Data for this exercise: Begin

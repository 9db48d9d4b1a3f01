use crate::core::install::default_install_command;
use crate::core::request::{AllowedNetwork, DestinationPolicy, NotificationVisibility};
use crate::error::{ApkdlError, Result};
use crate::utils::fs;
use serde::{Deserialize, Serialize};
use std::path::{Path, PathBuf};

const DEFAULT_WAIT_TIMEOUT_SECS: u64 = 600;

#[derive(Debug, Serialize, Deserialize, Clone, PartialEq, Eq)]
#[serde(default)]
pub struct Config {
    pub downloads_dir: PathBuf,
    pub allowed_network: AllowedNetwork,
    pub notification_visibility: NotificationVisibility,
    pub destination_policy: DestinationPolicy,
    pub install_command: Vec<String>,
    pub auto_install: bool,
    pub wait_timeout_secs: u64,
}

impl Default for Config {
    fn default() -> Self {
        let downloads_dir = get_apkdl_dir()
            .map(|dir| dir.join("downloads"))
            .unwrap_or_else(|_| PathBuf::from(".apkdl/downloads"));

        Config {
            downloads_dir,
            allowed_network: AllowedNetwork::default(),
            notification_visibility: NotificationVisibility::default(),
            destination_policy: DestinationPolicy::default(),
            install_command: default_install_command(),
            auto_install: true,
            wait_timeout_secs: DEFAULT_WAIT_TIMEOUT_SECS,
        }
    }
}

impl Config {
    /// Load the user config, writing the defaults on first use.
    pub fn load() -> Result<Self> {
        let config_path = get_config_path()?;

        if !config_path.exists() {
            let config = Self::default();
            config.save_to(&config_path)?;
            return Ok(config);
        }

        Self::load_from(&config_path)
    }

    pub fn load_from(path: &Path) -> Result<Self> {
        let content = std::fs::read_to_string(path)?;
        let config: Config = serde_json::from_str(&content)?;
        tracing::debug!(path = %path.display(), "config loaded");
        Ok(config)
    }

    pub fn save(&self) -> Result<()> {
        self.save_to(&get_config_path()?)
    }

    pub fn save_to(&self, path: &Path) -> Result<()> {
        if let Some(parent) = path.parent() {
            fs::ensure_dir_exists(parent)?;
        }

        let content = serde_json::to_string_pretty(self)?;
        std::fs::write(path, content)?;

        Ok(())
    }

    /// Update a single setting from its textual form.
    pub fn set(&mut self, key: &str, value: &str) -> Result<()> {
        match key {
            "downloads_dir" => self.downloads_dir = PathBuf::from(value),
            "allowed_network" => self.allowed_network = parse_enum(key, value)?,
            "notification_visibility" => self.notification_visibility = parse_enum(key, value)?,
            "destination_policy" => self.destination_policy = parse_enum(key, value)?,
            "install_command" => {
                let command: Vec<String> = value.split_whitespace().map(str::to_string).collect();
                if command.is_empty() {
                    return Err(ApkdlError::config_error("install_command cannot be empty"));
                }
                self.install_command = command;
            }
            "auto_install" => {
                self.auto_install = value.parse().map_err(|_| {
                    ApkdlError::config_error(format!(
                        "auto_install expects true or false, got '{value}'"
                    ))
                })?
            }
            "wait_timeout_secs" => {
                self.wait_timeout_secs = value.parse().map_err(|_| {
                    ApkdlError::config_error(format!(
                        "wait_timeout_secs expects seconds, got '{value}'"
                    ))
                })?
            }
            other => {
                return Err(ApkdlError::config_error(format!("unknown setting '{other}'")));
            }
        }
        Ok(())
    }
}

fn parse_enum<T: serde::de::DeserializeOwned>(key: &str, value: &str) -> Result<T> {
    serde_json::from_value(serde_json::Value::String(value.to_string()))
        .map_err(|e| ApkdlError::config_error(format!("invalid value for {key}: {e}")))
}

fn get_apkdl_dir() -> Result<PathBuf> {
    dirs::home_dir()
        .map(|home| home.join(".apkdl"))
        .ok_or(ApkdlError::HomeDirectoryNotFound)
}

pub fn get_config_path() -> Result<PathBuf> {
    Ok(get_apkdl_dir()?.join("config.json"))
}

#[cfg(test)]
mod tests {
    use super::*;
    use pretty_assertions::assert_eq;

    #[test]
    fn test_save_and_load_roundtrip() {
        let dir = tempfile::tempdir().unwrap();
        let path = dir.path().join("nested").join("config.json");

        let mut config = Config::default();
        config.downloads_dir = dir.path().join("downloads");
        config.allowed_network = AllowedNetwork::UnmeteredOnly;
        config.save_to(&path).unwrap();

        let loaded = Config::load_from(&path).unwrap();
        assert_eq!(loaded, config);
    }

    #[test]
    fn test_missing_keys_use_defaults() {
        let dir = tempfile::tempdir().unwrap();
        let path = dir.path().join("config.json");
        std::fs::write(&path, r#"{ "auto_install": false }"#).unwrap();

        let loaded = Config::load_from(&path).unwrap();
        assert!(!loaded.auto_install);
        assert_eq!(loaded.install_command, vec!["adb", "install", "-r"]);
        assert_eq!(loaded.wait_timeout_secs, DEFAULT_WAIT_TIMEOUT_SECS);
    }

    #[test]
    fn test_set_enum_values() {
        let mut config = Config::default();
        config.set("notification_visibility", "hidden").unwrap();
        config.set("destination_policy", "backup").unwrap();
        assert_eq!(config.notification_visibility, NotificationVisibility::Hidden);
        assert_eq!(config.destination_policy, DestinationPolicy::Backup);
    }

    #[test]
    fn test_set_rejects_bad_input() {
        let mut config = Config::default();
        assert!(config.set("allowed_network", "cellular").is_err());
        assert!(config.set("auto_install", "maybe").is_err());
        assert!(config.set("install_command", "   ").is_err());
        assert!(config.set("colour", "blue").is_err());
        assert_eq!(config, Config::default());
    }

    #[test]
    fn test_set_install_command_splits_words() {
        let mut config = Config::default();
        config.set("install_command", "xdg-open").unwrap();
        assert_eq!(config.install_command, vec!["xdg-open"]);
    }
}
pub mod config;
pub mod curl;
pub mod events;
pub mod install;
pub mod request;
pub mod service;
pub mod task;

Data for this exercise: End

→ Work order
If a line in the listing holds the word "impl", list that line.

→ Answer to this problem
impl Default for Config {
impl Config {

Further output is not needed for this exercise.